İklim Adaleti Koalisyonu’nun öncülüğünde “İklim Adaleti Çukurova Kervanına Katıl” şiarıyla ekolojistlerin Antakya’dan başlattığı yürüyüş Mersin’e ulaştı.
Mersin Balıkçı Barınakları’nda buluşan kitle burada açıklama yaptı. Açıklamaya Mersin Nükleer Karşıtı Platform (MNKP), Ekoloji Birliği, İnsan Hakları Derneği (İHD) Mersin Şubesi, Mersin Emek ve Demokrasi Platformu ile çok sayıda çevre örgütü katıldı. “Çukurova Kervanına katıl termik santralleri kapat”, “Nükleer santral istemiyoruz” pankartı açan kitle, “Savaş değil, güvenli gıda” “Akkuyu’da kuyumuzu kazmalarına izin vermeyeceğiz” dövizleri taşındı.
Kitle adına konuşan İklim Adaleti Koalisyonu’ndan Melis Tantan, Çukurova Kervanı’nın, ekolojik tahribatlara karşı Mersin’den sonra SASA polyester, Ceyhan polipropilen ve vahşi çöp yakma alanlarına dikkat çekmek için Adana’ya doğru yol alacağını söyledi.
COP KONFERANSLARININ AMACI
Çukurova Kervanı’nın eyleminin Doğu Akdeniz’in kuzey kıyılarında sürdüğü sırada Mısır’ın Şarm El Şeyh kentinde COP’un (Birleşmiş Milletler İklim Değişikliği Taraflar Konferansı) 27’ncisinin düzenlendiğine vurgu yapan Tantan, “BM üyesi devletle arasındaki bu konferansın görünürdeki amacı küresel ısınma ve sera gazı emisyonlarının azaltılması. COP konferansları devletlerin, iktidarların, liderlerin ve başta uluslararası tekeller olmak üzere sermaye sahiplerinin çevresel sorumluluk sahibi olduklarını göstermek için kullandıkları bir ‘yeşil aklama’ aracı” dedi.
MERSİN’DEKİ EKOLOJİK SORUNLAR
Mersin’in sayısız ekolojik sorunların olduğunu ifade eden Tantan “Mermer ve taş ocakları, madenler, balık çiftlikleri, liman sahaları, yağmalanan kıyılar, yanan ormanlar, satışa çıkarılan doğal ve tarihi sit alanları, ithal çöp depolama ve yakma alanları, çimento fabrikaları ve Akkuyu Nükleer Santrali bunlardan bir kaçı. Mersin doğa, çevre, ekoloji aktivistleri iktidar ve sermaye sahiplerinin yarattıkları ekolojik yıkımlara karşı mücadeleyi sürdürecekler” diye belirtti.
İKTİDARIN VE HOLDİNGLERİN ELİNDE
Akkuyu Nükleer Santrali'ne değinen Tantan devamında şunları söyledi: “ ‘Devletin devamlılığı’ esası iddiasının ekolojik dengenin; canlıların, insanların yaşamsal haklarının korunması için; vatandaşların özgürlüğünü, refahını, mutluluğunu sağlamak için ileri sürülüyor olması gerekmez miydi?

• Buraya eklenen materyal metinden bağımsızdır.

//! # Module Chain
//!
//! An ordered list of resolved modules and the rules for pushing one bag
//! through it:
//!
//! | Result | Effect |
//! |--------|--------|
//! | `Continue` | next module |
//! | `Filter` | stop this bag, caller fetches the next one |
//! | `Terminate` | stop this bag, caller stops its loop |
//!
//! Any error stops the chain immediately and is reported as
//! [`PipelineError::ModuleFailed`].

use aerie_telemetry::{HistogramTimer, MODULE_ERRORS};
use aerie_types::{Bag, NestError, ServiceContext};
use tracing::{debug, error, info, trace};

use crate::errors::PipelineError;
use crate::traits::{Module, ModuleResult, Named, SharedModule};

/// How far a bag got through a chain.
#[derive(Debug, Clone, PartialEq, Eq)]
pub enum ChainOutcome {
    /// Every module returned `Continue` (or the chain is empty).
    Completed,
    /// `module` returned `Filter`.
    Filtered { module: String },
    /// `module` returned `Terminate`.
    Terminated { module: String },
}

impl ChainOutcome {
    /// The result of the last module that ran.
    pub fn result(&self) -> ModuleResult {
        match self {
            Self::Completed => ModuleResult::Continue,
            Self::Filtered { .. } => ModuleResult::Filter,
            Self::Terminated { .. } => ModuleResult::Terminate,
        }
    }

    pub fn is_completed(&self) -> bool {
        matches!(self, Self::Completed)
    }

    pub fn is_terminated(&self) -> bool {
        matches!(self, Self::Terminated { .. })
    }
}

/// Ordered, named modules applied to one bag at a time.
#[derive(Debug, Clone, Default)]
pub struct ModuleChain {
    label: String,
    modules: Vec<Named<dyn Module>>,
}

impl ModuleChain {
    /// Create an empty chain. `label` appears in logs (e.g. `modulechain`).
    pub fn new(label: impl Into<String>) -> Self {
        Self {
            label: label.into(),
            modules: Vec::new(),
        }
    }

    /// Resolve `names` as modules through `ctx`, in order.
    ///
    /// A chain may not contain the component being initialized.
    pub fn resolve(
        label: impl Into<String>,
        names: &[String],
        ctx: &ServiceContext<'_>,
    ) -> Result<Self, NestError> {
        let label = label.into();
        let mut chain = Self::new(label.clone());
        for (name, handle) in ctx.resolve_all::<dyn Module>(names)? {
            if ctx.is_self(&handle) {
                return Err(NestError::component(
                    ctx.name(),
                    format!("{label} cannot contain '{name}' itself"),
                ));
            }
            chain.push(name, handle);
        }
        debug!(chain = %chain.label, modules = ?chain.names(), "module chain resolved");
        Ok(chain)
    }

    pub fn push(&mut self, name: impl Into<String>, module: SharedModule) {
        self.modules.push(Named::new(name, module));
    }

    pub fn label(&self) -> &str {
        &self.label
    }

    pub fn names(&self) -> Vec<&str> {
        self.modules.iter().map(|m| m.name.as_str()).collect()
    }

    pub fn len(&self) -> usize {
        self.modules.len()
    }

    pub fn is_empty(&self) -> bool {
        self.modules.is_empty()
    }

    /// Push `bag` through the chain. `bag_index` is only used for logs and errors.
    pub fn run(&self, bag: &mut Bag, bag_index: u64) -> Result<ChainOutcome, PipelineError> {
        for module in &self.modules {
            trace!(module = %module.name, bag = bag_index, "processing module");

            let result = {
                let _timer = HistogramTimer::module(&module.name);
                module.handle.lock().process(bag)
            };

            match result {
                Ok(ModuleResult::Continue) => {}
                Ok(ModuleResult::Filter) => {
                    debug!(module = %module.name, bag = bag_index, "bag filtered");
                    return Ok(ChainOutcome::Filtered {
                        module: module.name.clone(),
                    });
                }
                Ok(ModuleResult::Terminate) => {
                    info!(module = %module.name, bag = bag_index, "module requested termination");
                    return Ok(ChainOutcome::Terminated {
                        module: module.name.clone(),
                    });
                }
                Err(err) => {
                    MODULE_ERRORS.with_label_values(&[module.name.as_str()]).inc();
                    error!(module = %module.name, bag = bag_index, error = %err, "module failed");
                    return Err(PipelineError::ModuleFailed {
                        module: module.name.clone(),
                        bag: bag_index,
                        error: err,
                    });
                }
            }
        }
        Ok(ChainOutcome::Completed)
    }
}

Ekolojik sisteme, doğaya, canlılığa, vatandaşların özgürlük, refah ve mutluluğuna zararları bilimsel kanıtlarla kanıtlanmış olan nükleer santral inşaatının sürdürülmesinin holdinglerin, sermaye sahiplerinin karlarının kollanmasından başka bir anlamı yoktur.”
Kitle açıklamanın ardından “İklimi değil sistemi değiştir”, “Nükleer santral istemiyoruz” sloganları atarak Akkuyu Nükleer Santrali’ne doğru yola çıktı.